As another example let $R$ be a commutative Noetherian local domain that is not complete. Then also $Hom_R(\hat{R},R)=0$. A concrete example is $R=k[x_1,...,x_n]_{(x_1,...,x_n)}$ with $k$ a field.

This was shown by [Aldrich et. al: Derived Functors of Hom Relative to Flat Covers. Math. Nachr. 242(2002), 17-26], Lemma 3.3.

Added: The following is used in the proof of the cited result:

Lemma: If $R$ is a commutative Noetherian local ring then $\hat{R} \to Hom_R(\hat{R},\hat{R}),\;r \mapsto r \cdot id$ is an isomorphism of $R$-modules.
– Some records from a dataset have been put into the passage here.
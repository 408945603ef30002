//! The injected wallet capability.

use async_trait::async_trait;
use serde::{Deserialize, Serialize};
use serde_json::Value;
use tokio::sync::broadcast;

use crate::error::WalletError;

/// Error object returned by a wallet provider (EIP-1193 `ProviderRpcError`).
#[derive(Debug, Clone, PartialEq, Serialize, Deserialize)]
pub struct ProviderError {
    pub code: i64,

    pub message: String,

    #[serde(default, skip_serializing_if = "Option::is_none")]
    pub data: Option<Value>,
}

impl ProviderError {
    pub fn new(code: i64, message: impl Into<String>) -> Self {
        Self {
            code,
            message: message.into(),
            data: None,
        }
    }

    /// Attach an RPC-layer message under `data.message`.
    pub fn with_data_message(mut self, message: impl Into<String>) -> Self {
        self.data = Some(serde_json::json!({ "message": message.into() }));
        self
    }

    /// The nested `data.message` field, if the provider supplied one.
    pub fn data_message(&self) -> Option<String> {
        self.data
            .as_ref()?
            .get("message")?
            .as_str()
            .map(str::to_string)
    }

    /// Classify into a [`WalletError`]; `rejection_code` identifies a declined prompt.
    pub fn classify(self, rejection_code: i64) -> WalletError {
        if self.code == rejection_code {
            return WalletError::Rejected;
        }
        let data_message = self.data_message();
        WalletError::RpcFailure {
            code: self.code,
            message: self.message,
            data_message,
        }
    }
}

/// Wallet capability injected into the session: request/response RPC, the
/// network id property and the `accountsChanged` event stream.
#[async_trait]
pub trait WalletProvider: Send + Sync {
    /// Issue an EIP-1193 request.
    async fn request(&self, method: &str, params: Value) -> Result<Value, ProviderError>;

    /// The `networkVersion` property: decimal network id, if known.
    fn network_version(&self) -> Option<String>;

    /// Subscribe to `accountsChanged` notifications. Each event carries the
    /// wallet's new account list (empty when the wallet disconnected).
    fn subscribe_accounts(&self) -> broadcast::Receiver<Vec<String>>;
}

#[cfg(test)]
mod tests {
    use super::*;

    #[test]
    fn test_classify_rejection() {
        let err = ProviderError::new(4001, "User denied transaction signature.");
        assert_eq!(err.classify(4001), WalletError::Rejected);
    }

    #[test]
    fn test_classify_rpc_failure_with_data() {
        let err = ProviderError::new(-32603, "Internal JSON-RPC error.")
            .with_data_message("Error: VM Exception while processing transaction");
        match err.classify(4001) {
            WalletError::RpcFailure {
                code,
                data_message,
                ..
            } => {
                assert_eq!(code, -32603);
                assert_eq!(
                    data_message.as_deref(),
                    Some("Error: VM Exception while processing transaction")
                );
            }
            other => panic!("expected RpcFailure, got {other:?}"),
        }
    }

    #[test]
    fn test_deserialize_provider_error() {
        let err: ProviderError = serde_json::from_str(
            r#"{ "code": -32000, "message": "nonce too low", "data": { "message": "nonce too low: next nonce 4" } }"#,
        )
        .unwrap();
        assert_eq!(err.data_message().as_deref(), Some("nonce too low: next nonce 4"));
    }
}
Proof: Let $E=E(R/m)$ be the injective hull of the residue field. By [Brodman, Sharp: Local Cohomology. Theorem 10.2.11] the map $\hat{R} \to Hom_R(E,E), \; r \mapsto r\cdot id_E$ is an isomorphism of $R$-modules (this is sometimes considered as part of Matlis duality). Hence we have $R$-module isomorphisms $$\begin{array}{lll} Hom_R(\hat{R},\hat{R}) & \cong & Hom_R(\hat{R},Hom_R(E,E))\cong Hom_R(\hat{R} \otimes_R E,E) \newline & \cong & Hom_R(E,E) \cong \hat{R} \end{array}$$ where the 3rd isomorphism uses $\hat{R} \otimes_R E \cong E$ (see [Matsumura: Comm. ring theory. Proof of 18.6 (iii)]. Composing the isomorphisms on element level now yields the map in the lemma.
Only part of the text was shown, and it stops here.